Wow. I honestly can't believe I'm here. But I am. I'm still fairly early on in my de-conversion, but all these stories are so refreshing. For the moment, I'm considering myself more of a deist, but there's still so much more to learn, I know.

I was raised in the Grace Brethren Church, a very conservative and fundamentalist denomination. My brother, who was 13 years older than me, even went to a bible college and became a minister, and worked for them for quite a few years. My mother never really went to church. She always had some kind of excuse, like she didn't have anything decent to wear, or she can't sit that long, or something. I never questioned it for some reason. But she did watch alot of religious programs like the PTL Club, Jimmy Swaggart, and Jerry Falwell. But yet she sat and watched soap operas every afternoon. Go figure. Very conflicting values that didnt make sense to me, but again, I didnt question it. Thats where a lot of my sex education came from. LOL!

My father passed away when I was 8. So my brother was the main source of "spiritual guidance" for me. I remember asking him questions like "so if all this magical stuff happened back in bible times, why doesn't it happen now?" His answer was usually something like, " well that's because God was there then" or something like that. I can remember being told that the church offerings were "giving our money to God"...but then I thought, if God is the leader of the whole universe and can do anything he wants, why does he need money? And how does our money get all the way up to him anyway? But I was always afraid to ask those kinds of questions.

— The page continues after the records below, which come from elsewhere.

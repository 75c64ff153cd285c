//! Prometheus metrics.
//!
//! | Metric | Labels |
//! |--------|--------|
//! | `http_requests_total` | method, path, status |
//! | `http_request_duration_seconds` | method, path |
//!
//! `path` is a route template such as `/api/tastings/{id}`, never a raw request
//! path, so the number of series stays bounded.
//! | `http_requests_active` | |
//! | `rate_limit_requests_total` | bucket, outcome |
//! | `auth_failures_total` | reason |
//! | `error_reports_total` | kind |

use std::time::Duration;

use anyhow::Context;
use axum::{Router, routing::get};
use metrics::{counter, gauge, histogram};
use metrics_exporter_prometheus::{Matcher, PrometheusBuilder, PrometheusHandle};

use crate::logging::is_observability_enabled;

/// Installs the Prometheus recorder and its upkeep task.
///
/// Returns `Ok(None)` when observability is disabled.
pub fn init_metrics() -> anyhow::Result<Option<PrometheusHandle>> {
    if !is_observability_enabled() {
        return Ok(None);
    }

    let handle = PrometheusBuilder::new()
        .set_buckets_for_metric(
            Matcher::Full("http_request_duration_seconds".to_string()),
            &[
                0.001, 0.005, 0.01, 0.025, 0.05, 0.075, 0.1, 0.25, 0.5, 0.75, 1.0, 2.5, 5.0, 7.5,
                10.0,
            ],
        )
        .context("failed to set histogram buckets")?
        .install_recorder()
        .context("failed to install Prometheus recorder")?;

    let upkeep_handle = handle.clone();
    tokio::spawn(async move {
        loop {
            tokio::time::sleep(Duration::from_secs(5)).await;
            upkeep_handle.run_upkeep();
        }
    });

    Ok(Some(handle))
}

/// Router for the metrics listener.
pub fn metrics_app(handle: PrometheusHandle) -> Router {
    Router::new().route("/metrics", get(move || async move { handle.render() }))
}

/// Counts a request as in flight until dropped.
#[must_use = "the request stops counting as active when this is dropped"]
#[derive(Debug)]
pub struct ActiveRequest(());

impl Drop for ActiveRequest {
    fn drop(&mut self) {
        gauge!("http_requests_active").decrement(1.0);
    }
}

pub fn track_active_request() -> ActiveRequest {
    gauge!("http_requests_active").increment(1.0);
    ActiveRequest(())
}

pub fn record_request(method: &str, route: &str, status: u16, latency: Duration) {
    counter!(
        "http_requests_total",
        "method" => method.to_string(),
        "path" => route.to_string(),
        "status" => status.to_string()
    )
    .increment(1);

    histogram!(
        "http_request_duration_seconds",
        "method" => method.to_string(),
        "path" => route.to_string()
    )
    .record(latency.as_secs_f64());
}

/// `outcome` is one of `allowed`, `limited`, `store_error`.
pub fn record_rate_limit(bucket: &str, outcome: &'static str) {
    counter!("rate_limit_requests_total", "bucket" => bucket.to_string(), "outcome" => outcome)
        .increment(1);
}

pub fn track_auth_failure(reason: &'static str) {
    counter!("auth_failures_total", "reason" => reason).increment(1);
}

pub fn track_error_report(kind: &str) {
    counter!("error_reports_total", "kind" => kind.to_string()).increment(1);
}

My time at that church wasn't a pleasant one, nor was it horrible. I always felt like an outsider though, even though my brother was one of the pastors. Most of the kids my own age were stuck-up and went to Christian schools. I didn't, so I didn't have that in common with them. I remember having fleeting thoughts of " if that's what being a Christian is, being snobby and unfriendly to people just because they aren't like you, then I'm not so sure I want to be one myself".

In the years after I graduated high school, I stopped going to church, simply because I didn't feel comfortable (and never did) and just felt as though I couldn't truly be happy living the way they expected me to. So many rules, never feeling as though I was ever doing the right thing, and even when I did, or tried to, I was always taught that we are sinners, that we are unworthy of God's love. Kinda takes the joy out of it, doesn't it?

Speaking of which, where IS all this joy, the "freedom", the act of "breaking the chains"? How can you possibly feel all this unending love when you're constantly told what horrible sinners we are? How can you feel all this "freedom in Christ" when we're expected to live by so many rules, no drinking, no dancing, no secular music, books or other media, no (or very little) mainstream tv, being "encouraged" to let go of our old friends and sometimes even our family members if being around them hindered our spiritual growth. What kind of life is THAT? It's no wonder so many evangelicals stumble and commit horrid acts such as molesting children or cheating on their spouses. And look how many of them are closet homosexuals. The standard of living they expect from you goes against human nature. It's impossible, at least to me.

Anyway, being over 18 then, no one could force me to go anymore so I didn't.

From that point I lived pretty much like any normal young adult. Hanging out with friends, having fun, partying a bit... I didn't get into trouble, but I certainly didn't act very "Christian". It was also during this time that my brother divorced his first wife, after which, even though he was still an ordained minister, really relaxed the rigidity of his beliefs. His ex-wife was mainly to blame for a lot of his distance from our family. We became very close again, closer than we were as kids.

His core beliefs remain pretty much the same, and he is a hardcore conservative politically. We don't discuss politics, mainly because we're on opposite ends of the spectrum and its been a source of tension at times between us. I haven't even entertained the thought of discussing my doubts and the beginnings of my de-conversion with him. I've seen how ugly he can get when talking about politics, I don't want to imagine what he'd say if I went to him with this. He's asked before if my cousin and her husband (who are both atheist) have ever discussed the subject of religion with me and that he was worried about their "influence" on me. He doesn't speak to them for this reason. The truth is, of course I've discussed it with them. But my doubts and frustration with religion and churches began before any conversation with them.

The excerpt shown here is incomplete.